The following are the reasons why most people in China eat pork:
First, pork is relatively cheap.
No matter now or in the past, the price of pork is cheaper than beef and mutton.
Second, pork is the main source of meat for people.
In the past, animal husbandry was underdeveloped, and it was difficult for ordinary people to eat meat. Picking up a rabbit and catching a fish is really rare. Either change the oil, salt, sauce and vinegar, or honor your master, who can expect to eat any meat?
Cattle are generally forbidden to eat, and it tastes terrible. Nobles usually eat sheep, chickens and fish, while landlords and rich people eat pigs, dogs and fish. For example, Su Dongpo wrote poems to recommend pork, because he was exiled and could not eat high-grade goods such as mutton.

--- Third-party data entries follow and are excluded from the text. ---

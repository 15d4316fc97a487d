//! Derive macro for `formpath`.
//!
//! `#[derive(Form)]` on a struct with named fields makes it a record destination.
//! With `#[form(text)]` or `#[form(from_str)]` on the container, the type is decoded from
//! text instead.

extern crate proc_macro;

mod attrs;
mod record;
mod text;
mod types;
mod util;

use proc_macro::TokenStream;
use syn::{parse_macro_input, spanned::Spanned, Data, DeriveInput};

use crate::attrs::{parse_form_container_attrs, ContainerMode};

fn expand(input: &DeriveInput) -> syn::Result<proc_macro2::TokenStream> {
    let mode = parse_form_container_attrs(&input.attrs)?;
    match (&input.data, mode) {
        (Data::Union(u), _) => Err(syn::Error::new(
            u.union_token.span(),
            "`Form` is not supported for unions",
        )),
        (Data::Struct(data), ContainerMode::Record) => {
            record::derive_record(&input.ident, &input.generics, data)
        }
        (Data::Enum(e), ContainerMode::Record) => Err(syn::Error::new(
            e.enum_token.span(),
            "`Form` on enums requires `#[form(text)]` or `#[form(from_str)]`",
        )),
        (data, mode) => text::derive_text(&input.ident, &input.generics, data, mode),
    }
}

/// Derive `formpath::FormValue` and its companion traits.
///
/// Field attributes (records):
/// - `#[form(alias = "name")]`: also match `name` under the default tag `form`.
/// - `#[form(tag(json = "name"))]`: alias under another tag name.
/// - `#[form(skip)]`, or an alias of `"-"`: never decode the field.
/// - `#[form(flatten)]`: search the fields of this embedded record as if declared here.
///
/// Container attributes:
/// - `#[form(text)]`: decode through a hand-written `TextDecode` impl.
/// - `#[form(from_str)]`: decode through `FromStr`.
#[proc_macro_derive(Form, attributes(form))]
pub fn derive_form(input: TokenStream) -> TokenStream {
    let input = parse_macro_input!(input as DeriveInput);
    let out = expand(&input).unwrap_or_else(syn::Error::into_compile_error);
    TokenStream::from(out)
}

Relatively speaking, there are more landlords and ordinary people, so pigs and dogs have always been the main source of meat for ordinary people.
3. When did pork become a noble food?
Nobles used to eat pork, but only free-range pigs. There was a profession of herding pigs in the pre-Qin period. Because the nobles thought the pigs in captivity were not clean.
However, after pigs are killed and made into food, who knows whether they are herded or kept in captivity?
So later, nobles generally didn't eat pork.
This has formed two completely different ruling class fronts, namely, ordinary people, landlords and ordinary officials who eat pork, and nobles and aristocratic families who don't eat pork.
In the Song Dynasty, with the development of commodity economy and the rise of the civil class, pork began to enter the table of ordinary people on a large scale, but the nobles still did not eat pork. Song Gaozong attended the minister's family dinner, and the menu was full of sheep, chicken and fish, without any pork products. But the accompanying guards have a supply of 3000 Jin of pork.
In the Ming Dynasty, pork gradually became a popular dish in a large area, but its rank status was still not high. For example, during the Boxer period, Cixi sent condolences to the embassies of the great powers, including watermelons and sheep, but no pork.